I think both you and the article are correct. Here's a bit more context [1], it seems both Ruby and Coral were considered in part due to their connection with Perl, and in the end Ruby won because it "sounds better" and also because it's Matz's birthstone:
Joke for Pokémon fans: Surely it should be called Platinum then?
[Explaining / Ruining the joke: Pokémon games come in paired editions - red/blue, gold/silver, sword/shield. For the fourth generation of games the paired editions are Diamond/Pearl.
In many generations an 'upper' edition is later released - Yellow, Crystal, Emerald - this is a slightly enhanced remake, often with a tweaked story. For the fourth generation the upper edition was called Platinum.]
> had mentioned to someone that the "prose" of then current programming languages was lower than a cocktail party conversation, and that great progress would have been made if we could even get to the level of making "smalltalk".
Forth: FOURTH as in "4th generation software", "successor to 3rd generation compile-link-go languages", or "software for 4rd generation hardware", but IBM 1130 naming cut it short one char [2]
PostScript: after the postfix notation it uses and because it was to be the last thing that happened to an image before it was printed [3]
This was interesting, although a small list.
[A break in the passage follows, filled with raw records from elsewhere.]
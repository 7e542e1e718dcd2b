//! Combat integration tests
//!
//! Полный App (MinimalPlugins + SimulationPlugin), FixedUpdate
//! прогоняется вручную с детерминированным шагом 1/60 — никакого
//! wall-clock в тестах.

use std::time::Duration;

use bevy::prelude::*;

use hollowgate_simulation::*;

const TICK: f64 = 1.0 / 60.0;
const ZOMBIE_KIND: DamageableKind = DamageableKind(1);

fn create_combat_app() -> App {
    let mut app = create_headless_app();
    app.finish();
    app.cleanup();
    app
}

/// Helper: один детерминированный simulation tick
fn step(app: &mut App) {
    app.world_mut()
        .resource_mut::<Time<Fixed>>()
        .advance_by(Duration::from_secs_f64(TICK));
    app.world_mut().run_schedule(FixedUpdate);
}

fn steps(app: &mut App, count: usize) {
    for _ in 0..count {
        step(app);
    }
}

/// Helper: актор-мишень, тело = damageable-поверхность
fn spawn_target(app: &mut App, position: Vec3, hp: f32) -> Entity {
    let world = app.world_mut();
    let target = world
        .spawn((
            Actor { faction_id: 2 },
            Health::new(hp),
            Transform::from_translation(position),
            DeferredActions::default(),
        ))
        .id();
    world.entity_mut(target).insert((
        Damageable::new(ZOMBIE_KIND, target),
        DamageableCollider { radius: 0.5 },
    ));
    target
}

fn spawn_attacker(app: &mut App, position: Vec3) -> Entity {
    app.world_mut()
        .spawn((
            Actor { faction_id: 1 },
            Health::new(100.0),
            Transform::from_translation(position),
            DeferredActions::default(),
        ))
        .id()
}

fn hp(app: &App, entity: Entity) -> f32 {
    app.world().entity(entity).get::<Health>().unwrap().current()
}

#[test]
fn test_melee_hits_each_target_once_per_activation() {
    let mut app = create_combat_app();
    let attacker = spawn_attacker(&mut app, Vec3::ZERO);
    // Обе цели в hitbox'е перед атакующим (forward = -Z)
    let near = spawn_target(&mut app, Vec3::new(0.3, 0.0, -1.0), 30.0);
    let far = spawn_target(&mut app, Vec3::new(-0.3, 0.0, -1.2), 30.0);

    let knife = AttackType::new("knife", vec![AttackImpact::new(12.0, vec![ZOMBIE_KIND])]);
    let attack = app
        .world_mut()
        .spawn((
            MeleeAttack::new(knife, 0.2),
            AttackOwner { actor: attacker },
            HitBox::new(Vec3::new(0.0, 0.0, -1.0), Vec3::splat(0.8)),
        ))
        .id();

    app.world_mut().send_event(AttackTriggered { attack });
    // Окно 0.2s = 12 тиков; каждая цель страдает один раз
    steps(&mut app, 20);
    assert_eq!(hp(&app, near), 18.0);
    assert_eq!(hp(&app, far), 18.0);

    // Повторная активация бьёт снова
    app.world_mut().send_event(AttackTriggered { attack });
    steps(&mut app, 20);
    assert_eq!(hp(&app, near), 6.0);
    assert_eq!(hp(&app, far), 6.0);
}

#[test]
fn test_melee_does_not_hit_own_surfaces() {
    let mut app = create_combat_app();
    let attacker = spawn_attacker(&mut app, Vec3::ZERO);
    // Собственная damageable-поверхность атакующего внутри hitbox'а
    app.world_mut().entity_mut(attacker).insert((
        Damageable::new(ZOMBIE_KIND, attacker),
        DamageableCollider { radius: 0.5 },
    ));

    let knife = AttackType::new("knife", vec![AttackImpact::new(12.0, vec![ZOMBIE_KIND])]);
    let attack = app
        .world_mut()
        .spawn((
            MeleeAttack::new(knife, 0.2),
            AttackOwner { actor: attacker },
            HitBox::new(Vec3::ZERO, Vec3::splat(2.0)),
        ))
        .id();

    app.world_mut().send_event(AttackTriggered { attack });
    steps(&mut app, 20);
    assert_eq!(hp(&app, attacker), 100.0);
}

#[test]
fn test_overlap_rehits_at_damage_rate() {
    let mut app = create_combat_app();
    let attacker = spawn_attacker(&mut app, Vec3::ZERO);
    let victim = spawn_target(&mut app, Vec3::new(0.0, 0.0, -1.0), 100.0);

    let acid = AttackType::new("acid", vec![AttackImpact::new(5.0, vec![ZOMBIE_KIND])]);
    let attack = app
        .world_mut()
        .spawn((
            // damage_rate 0.095 → повторный удар каждые 6 тиков
            OverlapAttack::new(acid, 0.095, 1.0),
            AttackOwner { actor: attacker },
            HitBox::new(Vec3::new(0.0, 0.0, -1.0), Vec3::splat(1.0)),
        ))
        .id();

    app.world_mut().send_event(AttackTriggered { attack });
    // 30 тиков = 0.5s: удары на elapsed 0.0/0.1/0.2/0.3/0.4 → 5 попаданий
    steps(&mut app, 30);
    assert_eq!(hp(&app, victim), 75.0);

    // Окно закрывается на duration 1.0
    steps(&mut app, 60);
    let after_expiry = hp(&app, victim);
    steps(&mut app, 30);
    assert_eq!(hp(&app, victim), after_expiry);
    assert!(!app.world().resource::<Events<AttackEnded>>().is_empty());
}

#[test]
fn test_overlap_zero_duration_single_pulse() {
    let mut app = create_combat_app();
    let attacker = spawn_attacker(&mut app, Vec3::ZERO);
    let victim = spawn_target(&mut app, Vec3::new(0.0, 0.0, -1.0), 100.0);

    let burst = AttackType::new("burst", vec![AttackImpact::new(10.0, vec![ZOMBIE_KIND])]);
    let attack = app
        .world_mut()
        .spawn((
            OverlapAttack::new(burst, 0.05, 0.0),
            AttackOwner { actor: attacker },
            HitBox::new(Vec3::new(0.0, 0.0, -1.0), Vec3::splat(1.0)),
        ))
        .id();

    app.world_mut().send_event(AttackTriggered { attack });
    steps(&mut app, 30);
    assert_eq!(hp(&app, victim), 90.0);
}

#[test]
fn test_shot_penetration_nearest_first() {
    let mut app = create_combat_app();
    let shooter = spawn_attacker(&mut app, Vec3::ZERO);
    // Spawn в перемешанном порядке: сортировка по дистанции, не по id
    let far = spawn_target(&mut app, Vec3::new(0.0, 0.0, -8.0), 30.0);
    let near = spawn_target(&mut app, Vec3::new(0.0, 0.0, -3.0), 30.0);
    let mid = spawn_target(&mut app, Vec3::new(0.0, 0.0, -5.0), 30.0);

    let rifle = AttackType::new("rifle", vec![AttackImpact::new(10.0, vec![ZOMBIE_KIND])]);
    let attack = app
        .world_mut()
        .spawn((
            ShotAttack::new(rifle, 50.0).with_penetration(2),
            AttackOwner { actor: shooter },
        ))
        .id();

    app.world_mut().send_event(AttackTriggered { attack });
    steps(&mut app, 2);

    // Пробиты две ближайшие цели, дальняя не тронута
    assert_eq!(hp(&app, near), 20.0);
    assert_eq!(hp(&app, mid), 20.0);
    assert_eq!(hp(&app, far), 30.0);
}

#[test]
fn test_shot_empty_magazine_not_started() {
    let mut app = create_combat_app();
    let shooter = spawn_attacker(&mut app, Vec3::ZERO);
    let victim = spawn_target(&mut app, Vec3::new(0.0, 0.0, -3.0), 30.0);

    let pistol = AttackType::new("pistol", vec![AttackImpact::new(10.0, vec![ZOMBIE_KIND])]);
    let attack = app
        .world_mut()
        .spawn((
            ShotAttack::new(pistol, 50.0).with_rounds(1),
            AttackOwner { actor: shooter },
        ))
        .id();

    app.world_mut().send_event(AttackTriggered { attack });
    steps(&mut app, 2);
    assert_eq!(hp(&app, victim), 20.0);
    assert!(app.world().resource::<Events<AttackNotStarted>>().is_empty());

    // Магазин пуст: осечка вместо выстрела
    app.world_mut().send_event(AttackTriggered { attack });
    steps(&mut app, 2);
    assert_eq!(hp(&app, victim), 20.0);
    assert!(!app.world().resource::<Events<AttackNotStarted>>().is_empty());
}

#[test]
fn test_shell_kick_deferred_after_shot() {
    let mut app = create_combat_app();
    let shooter = spawn_attacker(&mut app, Vec3::ZERO);

    let shotgun = AttackType::new("shotgun", vec![AttackImpact::new(25.0, vec![ZOMBIE_KIND])]);
    let attack = app
        .world_mut()
        .spawn((
            ShotAttack::new(shotgun, 50.0).with_shell_kick(0.1),
            AttackOwner { actor: shooter },
        ))
        .id();

    app.world_mut().send_event(AttackTriggered { attack });
    steps(&mut app, 2);
    assert!(app.world().resource::<Events<ShellKicked>>().is_empty());

    // 0.1s = 6 тиков после выстрела
    steps(&mut app, 8);
    assert!(!app.world().resource::<Events<ShellKicked>>().is_empty());
}

#[test]
fn test_death_routes_to_dead_state() {
    let mut app = create_combat_app();
    let attacker = spawn_attacker(&mut app, Vec3::ZERO);
    let victim = spawn_target(&mut app, Vec3::new(0.0, 0.0, -1.0), 10.0);

    // Машина жертвы: idle + dead (по тегу)
    let mut builder = ActorStateMachine::builder();
    let idle = builder.reserve();
    builder.insert(
        idle,
        actor::IdleState::new(StateSpec::new(), idle, None),
    );
    builder.add(actor::DeadState::new(
        StateSpec::new().with_tag(actor::TAG_DEAD).skip_previous_exit(),
    ));
    app.world_mut().entity_mut(victim).insert(builder.build(idle));

    let axe = AttackType::new("axe", vec![AttackImpact::new(50.0, vec![ZOMBIE_KIND])]);
    let attack = app
        .world_mut()
        .spawn((
            MeleeAttack::new(axe, 0.2),
            AttackOwner { actor: attacker },
            HitBox::new(Vec3::new(0.0, 0.0, -1.0), Vec3::splat(1.0)),
        ))
        .id();

    steps(&mut app, 2); // машина вошла в idle
    app.world_mut().send_event(AttackTriggered { attack });
    steps(&mut app, 5);

    let machine = app
        .world()
        .entity(victim)
        .get::<ActorStateMachine>()
        .unwrap();
    assert_eq!(machine.current_name(), Some("Dead"));
    assert!(app.world().entity(victim).get::<Health>().unwrap().is_dead());
}

#[test]
fn test_knockback_effect_drives_state_machine() {
    let mut app = create_combat_app();
    let attacker = spawn_attacker(&mut app, Vec3::ZERO);
    let victim = spawn_target(&mut app, Vec3::new(0.0, 0.0, -1.0), 100.0);

    let mut builder = ActorStateMachine::builder();
    let idle = builder.reserve();
    builder.insert(idle, actor::IdleState::new(StateSpec::new(), idle, None));
    builder.add(actor::KnockbackState::new(
        StateSpec::new()
            .with_tag(actor::TAG_KNOCKBACK)
            .skip_previous_exit(),
        5.0,
        0.3,
        idle,
    ));
    app.world_mut().entity_mut(victim).insert(builder.build(idle));

    let bash = AttackType::new(
        "bash",
        vec![AttackImpact::new(5.0, vec![ZOMBIE_KIND]).with_post_effect(KnockbackEffect)],
    );
    let attack = app
        .world_mut()
        .spawn((
            MeleeAttack::new(bash, 0.1),
            AttackOwner { actor: attacker },
            HitBox::new(Vec3::new(0.0, 0.0, -1.0), Vec3::splat(1.0)),
        ))
        .id();

    steps(&mut app, 2);
    app.world_mut().send_event(AttackTriggered { attack });
    steps(&mut app, 3);

    let machine = app
        .world()
        .entity(victim)
        .get::<ActorStateMachine>()
        .unwrap();
    assert_eq!(machine.current_name(), Some("Knockback"));
    assert!(matches!(
        app.world().entity(victim).get::<MovementCommand>(),
        Some(MovementCommand::Impulse { .. })
    ));

    // Импульс затухает → возврат в idle
    steps(&mut app, 120);
    let machine = app
        .world()
        .entity(victim)
        .get::<ActorStateMachine>()
        .unwrap();
    assert_eq!(machine.current_name(), Some("Idle"));
}

#[test]
fn test_pause_freezes_combat_window() {
    let mut app = create_combat_app();
    let attacker = spawn_attacker(&mut app, Vec3::ZERO);
    let victim = spawn_target(&mut app, Vec3::new(0.0, 0.0, -1.0), 100.0);

    let acid = AttackType::new("acid", vec![AttackImpact::new(5.0, vec![ZOMBIE_KIND])]);
    let attack = app
        .world_mut()
        .spawn((
            OverlapAttack::new(acid, 0.095, 1.0),
            AttackOwner { actor: attacker },
            HitBox::new(Vec3::new(0.0, 0.0, -1.0), Vec3::splat(1.0)),
        ))
        .id();

    app.world_mut().send_event(AttackTriggered { attack });
    step(&mut app); // первый импульс
    assert_eq!(hp(&app, victim), 95.0);

    app.world_mut().resource_mut::<PauseController>().pause();
    steps(&mut app, 60);
    // На паузе окно заморожено, повторных ударов нет
    assert_eq!(hp(&app, victim), 95.0);

    app.world_mut().resource_mut::<PauseController>().resume();
    steps(&mut app, 10);
    assert!(hp(&app, victim) < 95.0);
}

#[test]
fn test_unscaled_continuation_fires_during_pause() {
    let mut app = create_combat_app();
    let attacker = spawn_attacker(&mut app, Vec3::ZERO);
    let victim = spawn_target(&mut app, Vec3::new(0.0, 0.0, -1.0), 100.0);

    let trap = AttackType::new("trap", vec![AttackImpact::new(10.0, vec![ZOMBIE_KIND])]);
    let attack = app
        .world_mut()
        .spawn((
            OverlapAttack::new(trap, 1.0, 0.0),
            AttackOwner { actor: attacker },
            HitBox::new(Vec3::new(0.0, 0.0, -1.0), Vec3::splat(1.0)),
        ))
        .id();

    app.world_mut().resource_mut::<PauseController>().pause();
    app.world_mut()
        .entity_mut(attacker)
        .get_mut::<DeferredActions>()
        .unwrap()
        .schedule(
            None,
            "trap",
            0.1,
            ClockKind::Unscaled,
            DeferredAction::TriggerAttack(attack),
        );

    // Unscaled таймер идёт и на паузе, но сама атака на паузе не тикает
    steps(&mut app, 30);
    assert_eq!(hp(&app, victim), 100.0);
    let world = app.world();
    assert!(world
        .entity(attacker)
        .get::<DeferredActions>()
        .unwrap()
        .is_empty());

    // Сняли паузу: событие уже в очереди, зона бьёт
    app.world_mut().resource_mut::<PauseController>().resume();
    steps(&mut app, 5);
    assert_eq!(hp(&app, victim), 90.0);
}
But it is definitely lacking any sources to back these claims.
From reading the article I have no idea, where the author got these anecdotes from.
FORTH = because the machine Chuck Moore was using wouldn't accept a longer name; he wanted to call it "Fourth"
SNOBOL = (from Wikipedia) "According to Dave Farber, he, Griswold and Polonsky "finally arrived at the name Symbolic EXpression Interpreter SEXI."
All went well until one day I was submitting a batch job to assemble the system and as normal on my JOB card — the first card in the deck, I, in BTL standards, punched my job and my name — SEXI Farber.
One of the Comp Center girls looked at it and said, "That's what you think" in a humorous way.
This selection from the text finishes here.